10/28 17:03 NYMEX Crude, Products End Higher On Short-Covering
NEW YORK, Oct 28 - A spate of late short covering pushed up December crude on the New York Mercantile Exchange (NYMEX) Wednesday, negating sell-off losses in reaction to a larger than expected build in crude stocks, traders said. "After speculators liquidated long positions on the API stats, some big commission houses came in buying late in the session after we hit $14.20," said a NYMEX floor trader.
December crude settled at $14.29 a barrel, gaining 16 cents from Tuesday's settlement, but easing from its session high of $14.30. In earlier trade, the contract dipped to $13.92, where it gathered support.
November heating oil gained 0.04 cent, ending at 38.83 cents a gallon, cents, after it climbed from a low of 38.25 cents.
November gasoline finished at 44.76 cents a gallon, up 0.62 cent, just off its session high of 44.85 cents a gallon. In earlier trade, the contract dipped as low as 43.90 cents.
In London, IPE December Brent ended at $13.17 a barrel, up 23 cents, in a late short-covering rally.
One Washington-based trader said the "weather bulls ran into reality last night" in the wake of the large API stockbuild.
He said the bulls who speculated that Hurricane Mitch, the fiercest storm to hit the Atlantic in a decade, would put production in the Gulf of Mexico and along the Gulf Coast at risk, liquidated long positions, moving prices lower early.
"They ran into the API's unexpectedly large weekly stockbuild," he said. The market had expected a build of about 4.0 million barrels.
The American Petroleum Institute, in its inventory report for the week ended Oct. 23, said late Tuesday that U.S. crude stocks rose nationwide by 7.9 million barrels to 335.7 million barrels -- 29.5 million barrels more than they were a year ago.
The API said gasoline stocks dropped 2.1 million barrels to 197.3 million barrels, 388,000 barrels less than a year ago. Distillate stocks, which include heating and diesel oil, rose 637,000 barrels to 147.8 million barrels, some 11.7 million barrels more than a year ago, the API said.
The Department of Energy, in its own inventory report issued Wednesday morning, put the crude build at a lower 3.7 million barrels, within market expectations. It also reported a lower gasoline stockdraw of 1.7 million barrels and a lower stockbuild of distillates of 200,000 barrels.
Traders said many players appear to be largely discounting Hurricane Mitch as a threat to oil supply.

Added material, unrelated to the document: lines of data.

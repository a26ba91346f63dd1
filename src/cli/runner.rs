// SPDX-License-Identifier: Apache-2.0
// Copyright (c) 2025 Polyframe Inc.

//! Scene runner: import, compute, place, time

use crate::config::KernelConfig;
use crate::io::{self, Report};
use crate::operator::{create_collision, CreatedBox, Grouping, VolumeKind};
use crate::scene::{SceneGraph, SceneObject};
use anyhow::{bail, Context, Result};
use std::path::{Path, PathBuf};
use std::time::{Duration, Instant};
use walkdir::WalkDir;

/// Result of running one scene
pub struct SceneRun {
    pub source: PathBuf,
    pub scene: SceneGraph,
    pub created: Vec<CreatedBox>,
    pub duration: Duration,
}

impl SceneRun {
    pub fn report(&self, kind: VolumeKind, grouping: Grouping) -> Report {
        Report::new(self.source.display().to_string(), kind, grouping, &self.created)
    }
}

/// Runner for collision box requests
pub struct Runner {
    config: KernelConfig,
}

impl Runner {
    pub fn new(config: KernelConfig) -> Self {
        Self { config }
    }

    pub fn config(&self) -> &KernelConfig {
        &self.config
    }

    /// Place boxes for `objects` into a fresh scene that already holds them
    pub fn run_objects(
        &self,
        objects: &[SceneObject],
        kind: VolumeKind,
        grouping: Grouping,
    ) -> Result<(SceneGraph, Vec<CreatedBox>)> {
        let mut scene = SceneGraph::with_objects(objects);
        let created = create_collision(objects, kind, grouping, &self.config, &mut scene)?;
        Ok((scene, created))
    }

    /// Import a scene file and place its boxes
    pub fn run_scene(&self, path: &Path, kind: VolumeKind, grouping: Grouping) -> Result<SceneRun> {
        let start = Instant::now();

        let objects = io::import_scene_file(path)?;
        let (scene, created) = self
            .run_objects(&objects, kind, grouping)
            .with_context(|| format!("Failed to create {} boxes for {}", kind, path.display()))?;

        Ok(SceneRun {
            source: path.to_path_buf(),
            scene,
            created,
            duration: start.elapsed(),
        })
    }
}

impl Default for Runner {
    fn default() -> Self {
        Self::new(KernelConfig::default())
    }
}

fn is_scene_file(path: &Path) -> bool {
    path.is_file() && path.extension().is_some_and(|ext| ext == "json")
}

/// Expand files and directories into the scene files they hold
pub fn discover_scenes(inputs: &[PathBuf]) -> Result<Vec<PathBuf>> {
    let mut scenes = Vec::new();

    for input in inputs {
        if input.is_dir() {
            for entry in WalkDir::new(input)
                .follow_links(true)
                .into_iter()
                .filter_map(|e| e.ok())
            {
                if is_scene_file(entry.path()) {
                    scenes.push(entry.path().to_path_buf());
                }
            }
        } else if input.is_file() {
            scenes.push(input.clone());
        } else {
            bail!("Input not found: {}", input.display());
        }
    }

    // Sort for consistent ordering
    scenes.sort();
    scenes.dedup();

    Ok(scenes)
}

But some still worry that Mitch might strengthen and veer north to the Gulf of Mexico, endangering production facilities there.
As of early Wednesday, Mitch had weakened to a Category 3 hurricane as it dragged itself slowly westward. Nonetheless, weather forecasters continue to warn that Mitch was still dangerous and capable of extensive damage.

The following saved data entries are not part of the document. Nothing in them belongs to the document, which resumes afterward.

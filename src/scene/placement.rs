// SPDX-License-Identifier: Apache-2.0
// Copyright (c) 2025 Polyframe Inc.

//! Contract between the kernel and the scene that receives its boxes

use crate::geometry::BoxMesh;
use anyhow::Result;
use nalgebra::Point3;
use serde::{Deserialize, Serialize};

/// Object names already in use by the host scene
pub trait Namespace {
    fn is_taken(&self, name: &str) -> bool;

    /// First `"{stem}_{n}"` not taken, counting `n` up from 0.
    ///
    /// Terminates for any finite namespace.
    fn next_unused_name(&self, stem: &str) -> String {
        let mut n: u64 = 0;
        loop {
            let candidate = format!("{}_{}", stem, n);
            if !self.is_taken(&candidate) {
                return candidate;
            }
            n += 1;
        }
    }
}

/// How the host should display a collision box
#[derive(Debug, Clone, Copy, PartialEq, Eq, Serialize, Deserialize)]
pub struct DisplayHints {
    pub wireframe: bool,
    pub hide_render: bool,
}

impl Default for DisplayHints {
    fn default() -> Self {
        Self {
            wireframe: true,
            hide_render: true,
        }
    }
}

/// Everything the host needs to create one box object
#[derive(Debug, Clone, PartialEq, Serialize, Deserialize)]
pub struct PlacementRequest {
    pub name: String,
    /// Destination collection, created on demand; `None` keeps the object in
    /// the scene's default collection
    pub collection: Option<String>,
    pub mesh: BoxMesh,
    /// World-space location of the mesh origin
    pub location: Point3<f64>,
    pub display: DisplayHints,
}

/// An object the host created for a request
#[derive(Debug, Clone, PartialEq, Serialize, Deserialize)]
pub struct PlacedObject {
    /// Final name, which the host may have suffixed
    pub name: String,
    pub collection: String,
    pub mesh: BoxMesh,
    pub location: Point3<f64>,
    pub display: DisplayHints,
}

impl PlacedObject {
    /// World-space mesh vertices
    pub fn world_vertices(&self) -> [Point3<f64>; 8] {
        self.mesh.translated(&self.location)
    }
}

/// Host scene able to receive generated boxes
pub trait Placement: Namespace {
    fn place(&mut self, request: PlacementRequest) -> Result<PlacedObject>;
}

#[cfg(test)]
mod tests {
    use super::*;
    use std::collections::HashSet;

    struct Names(HashSet<String>);

    impl Namespace for Names {
        fn is_taken(&self, name: &str) -> bool {
            self.0.contains(name)
        }
    }

    #[test]
    fn test_next_unused_name_starts_at_zero() {
        let names = Names(HashSet::new());
        assert_eq!(names.next_unused_name("UBX_Foo"), "UBX_Foo_0");
    }

    #[test]
    fn test_next_unused_name_skips_taken() {
        let names = Names(
            ["UBX_Foo_0", "UBX_Foo_1", "UBX_Foo_3"]
                .into_iter()
                .map(String::from)
                .collect(),
        );
        assert_eq!(names.next_unused_name("UBX_Foo"), "UBX_Foo_2");
        assert_eq!(names.next_unused_name("UBX_Bar"), "UBX_Bar_0");
    }
}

Wally Barnes, a forecaster at the National Hurricane Center in Miami, said Mitch's direction was hard to predict. He said it was heading due west and most likely would plow through Belize and Mexico. It could also move north or south, but would weaken as it passed over land.
Meanwhile, news that some oil producers were calling for more production cuts had little impact on the market, traders said, because the biggest producers -- Saudi Arabia and Venezuela -- have said they do not favor any more reductions.